■ Description of the task
Across the data below, state how many lines hold "DefaultHashBuilder", and reply with nothing but that number.

.....

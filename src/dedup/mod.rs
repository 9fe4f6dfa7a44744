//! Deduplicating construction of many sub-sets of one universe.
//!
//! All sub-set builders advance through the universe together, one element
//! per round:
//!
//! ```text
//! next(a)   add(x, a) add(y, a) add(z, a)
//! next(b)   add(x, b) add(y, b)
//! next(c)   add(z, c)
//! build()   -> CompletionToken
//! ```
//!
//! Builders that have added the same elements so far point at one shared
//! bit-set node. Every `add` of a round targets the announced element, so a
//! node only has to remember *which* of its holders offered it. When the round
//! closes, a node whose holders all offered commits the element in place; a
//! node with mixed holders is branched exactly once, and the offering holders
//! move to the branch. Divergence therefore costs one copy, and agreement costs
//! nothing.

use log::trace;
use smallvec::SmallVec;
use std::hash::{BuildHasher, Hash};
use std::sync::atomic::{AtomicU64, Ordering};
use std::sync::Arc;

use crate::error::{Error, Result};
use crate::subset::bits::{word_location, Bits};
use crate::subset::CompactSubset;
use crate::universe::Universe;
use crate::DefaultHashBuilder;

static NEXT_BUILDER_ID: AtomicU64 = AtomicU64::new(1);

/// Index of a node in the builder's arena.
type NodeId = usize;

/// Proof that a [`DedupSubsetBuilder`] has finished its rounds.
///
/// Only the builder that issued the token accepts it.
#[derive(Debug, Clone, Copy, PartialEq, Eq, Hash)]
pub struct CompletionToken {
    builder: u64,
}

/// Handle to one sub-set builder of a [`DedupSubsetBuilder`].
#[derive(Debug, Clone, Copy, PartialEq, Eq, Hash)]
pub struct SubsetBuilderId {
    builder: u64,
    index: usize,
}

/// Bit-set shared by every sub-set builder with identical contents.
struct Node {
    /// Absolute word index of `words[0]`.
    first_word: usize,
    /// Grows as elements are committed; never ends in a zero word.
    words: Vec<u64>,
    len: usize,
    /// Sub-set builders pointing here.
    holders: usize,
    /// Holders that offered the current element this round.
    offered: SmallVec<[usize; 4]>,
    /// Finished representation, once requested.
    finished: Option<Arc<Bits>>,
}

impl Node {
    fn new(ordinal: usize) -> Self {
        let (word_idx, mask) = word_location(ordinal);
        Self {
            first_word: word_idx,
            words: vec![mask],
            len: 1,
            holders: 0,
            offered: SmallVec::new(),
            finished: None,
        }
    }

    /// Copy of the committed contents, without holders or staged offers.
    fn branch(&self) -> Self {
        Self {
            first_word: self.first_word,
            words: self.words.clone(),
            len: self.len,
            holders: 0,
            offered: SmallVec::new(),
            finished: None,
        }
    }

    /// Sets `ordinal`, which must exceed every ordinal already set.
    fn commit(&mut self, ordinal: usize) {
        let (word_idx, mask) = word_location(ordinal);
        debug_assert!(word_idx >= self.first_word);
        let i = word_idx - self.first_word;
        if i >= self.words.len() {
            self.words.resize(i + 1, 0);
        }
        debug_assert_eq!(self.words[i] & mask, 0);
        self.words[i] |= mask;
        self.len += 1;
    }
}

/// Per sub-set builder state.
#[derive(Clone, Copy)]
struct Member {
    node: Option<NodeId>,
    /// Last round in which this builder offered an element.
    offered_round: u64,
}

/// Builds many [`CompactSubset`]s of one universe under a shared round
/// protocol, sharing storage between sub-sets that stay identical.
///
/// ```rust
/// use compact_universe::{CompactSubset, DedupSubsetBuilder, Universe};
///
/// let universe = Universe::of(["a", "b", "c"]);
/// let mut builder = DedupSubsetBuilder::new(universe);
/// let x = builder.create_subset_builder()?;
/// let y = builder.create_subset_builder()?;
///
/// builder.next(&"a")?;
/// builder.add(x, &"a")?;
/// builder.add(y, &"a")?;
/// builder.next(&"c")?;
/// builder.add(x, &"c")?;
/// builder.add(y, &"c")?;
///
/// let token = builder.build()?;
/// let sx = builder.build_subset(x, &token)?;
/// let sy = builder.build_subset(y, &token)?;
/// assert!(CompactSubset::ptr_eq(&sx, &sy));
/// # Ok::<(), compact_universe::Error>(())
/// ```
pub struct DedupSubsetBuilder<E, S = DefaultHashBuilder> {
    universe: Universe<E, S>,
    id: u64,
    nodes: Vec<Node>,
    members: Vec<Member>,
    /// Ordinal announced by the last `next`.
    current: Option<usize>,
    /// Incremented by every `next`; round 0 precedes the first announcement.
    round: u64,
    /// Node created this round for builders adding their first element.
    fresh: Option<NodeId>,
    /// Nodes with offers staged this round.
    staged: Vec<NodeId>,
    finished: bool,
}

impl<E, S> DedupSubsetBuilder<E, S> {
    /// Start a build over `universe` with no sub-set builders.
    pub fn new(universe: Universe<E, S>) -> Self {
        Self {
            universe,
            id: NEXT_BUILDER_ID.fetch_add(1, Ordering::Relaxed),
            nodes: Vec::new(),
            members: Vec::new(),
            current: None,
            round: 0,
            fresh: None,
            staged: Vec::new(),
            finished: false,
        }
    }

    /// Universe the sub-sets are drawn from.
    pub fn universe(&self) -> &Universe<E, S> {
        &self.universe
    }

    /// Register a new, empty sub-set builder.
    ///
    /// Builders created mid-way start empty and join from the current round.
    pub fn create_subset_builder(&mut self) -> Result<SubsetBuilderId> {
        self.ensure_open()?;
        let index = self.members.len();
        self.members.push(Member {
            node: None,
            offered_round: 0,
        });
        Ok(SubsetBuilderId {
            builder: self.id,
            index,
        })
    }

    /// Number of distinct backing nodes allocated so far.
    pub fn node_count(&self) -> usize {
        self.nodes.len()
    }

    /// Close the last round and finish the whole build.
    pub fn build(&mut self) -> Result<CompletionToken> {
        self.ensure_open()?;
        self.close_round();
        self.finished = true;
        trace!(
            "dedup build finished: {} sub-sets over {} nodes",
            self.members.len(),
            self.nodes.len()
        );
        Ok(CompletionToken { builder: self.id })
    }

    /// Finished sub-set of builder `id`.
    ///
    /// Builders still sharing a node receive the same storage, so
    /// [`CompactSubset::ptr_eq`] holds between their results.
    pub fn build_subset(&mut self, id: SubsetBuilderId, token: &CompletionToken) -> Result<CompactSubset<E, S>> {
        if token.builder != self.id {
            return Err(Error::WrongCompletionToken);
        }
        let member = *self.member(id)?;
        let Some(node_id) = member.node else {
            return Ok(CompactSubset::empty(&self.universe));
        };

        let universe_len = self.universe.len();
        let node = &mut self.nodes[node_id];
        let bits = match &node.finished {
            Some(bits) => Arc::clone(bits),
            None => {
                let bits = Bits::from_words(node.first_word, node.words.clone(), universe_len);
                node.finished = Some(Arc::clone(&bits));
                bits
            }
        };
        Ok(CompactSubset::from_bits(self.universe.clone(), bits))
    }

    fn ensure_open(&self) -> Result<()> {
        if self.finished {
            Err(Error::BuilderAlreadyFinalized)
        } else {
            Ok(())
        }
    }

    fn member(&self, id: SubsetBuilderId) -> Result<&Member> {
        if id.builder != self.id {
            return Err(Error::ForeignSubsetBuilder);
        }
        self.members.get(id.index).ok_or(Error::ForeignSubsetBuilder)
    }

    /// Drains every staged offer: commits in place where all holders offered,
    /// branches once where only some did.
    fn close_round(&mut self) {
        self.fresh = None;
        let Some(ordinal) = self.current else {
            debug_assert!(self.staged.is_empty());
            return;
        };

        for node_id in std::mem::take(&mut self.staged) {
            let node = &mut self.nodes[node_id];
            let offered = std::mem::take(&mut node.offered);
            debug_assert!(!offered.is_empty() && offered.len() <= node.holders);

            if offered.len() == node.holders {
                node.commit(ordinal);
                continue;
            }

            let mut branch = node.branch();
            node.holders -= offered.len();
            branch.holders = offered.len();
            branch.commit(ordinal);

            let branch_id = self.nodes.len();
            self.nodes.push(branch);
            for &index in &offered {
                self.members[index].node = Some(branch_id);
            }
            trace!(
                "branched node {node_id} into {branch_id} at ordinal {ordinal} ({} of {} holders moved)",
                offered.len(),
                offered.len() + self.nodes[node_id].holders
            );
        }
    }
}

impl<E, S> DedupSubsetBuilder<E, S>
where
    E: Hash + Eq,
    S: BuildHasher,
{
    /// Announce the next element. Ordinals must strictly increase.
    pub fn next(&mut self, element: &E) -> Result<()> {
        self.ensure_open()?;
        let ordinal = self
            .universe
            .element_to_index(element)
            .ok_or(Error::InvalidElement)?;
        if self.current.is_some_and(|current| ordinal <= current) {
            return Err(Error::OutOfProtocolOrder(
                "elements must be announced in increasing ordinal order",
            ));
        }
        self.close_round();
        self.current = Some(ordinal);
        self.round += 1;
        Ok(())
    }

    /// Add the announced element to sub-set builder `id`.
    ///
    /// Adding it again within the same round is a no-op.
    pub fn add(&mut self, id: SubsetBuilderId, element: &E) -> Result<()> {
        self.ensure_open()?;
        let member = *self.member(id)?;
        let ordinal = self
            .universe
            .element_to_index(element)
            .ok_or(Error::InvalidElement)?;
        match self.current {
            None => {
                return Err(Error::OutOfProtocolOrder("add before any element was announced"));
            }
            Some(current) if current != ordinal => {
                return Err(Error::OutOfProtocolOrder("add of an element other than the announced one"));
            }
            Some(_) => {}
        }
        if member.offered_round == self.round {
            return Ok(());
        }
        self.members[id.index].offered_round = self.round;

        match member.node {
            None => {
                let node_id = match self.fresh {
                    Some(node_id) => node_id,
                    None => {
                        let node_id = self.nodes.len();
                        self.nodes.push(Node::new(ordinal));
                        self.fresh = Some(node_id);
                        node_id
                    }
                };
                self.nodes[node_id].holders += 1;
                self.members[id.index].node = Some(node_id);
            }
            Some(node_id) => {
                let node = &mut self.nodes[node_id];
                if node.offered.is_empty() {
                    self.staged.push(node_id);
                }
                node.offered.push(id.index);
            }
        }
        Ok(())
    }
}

.....

■ Reply to the exercise
2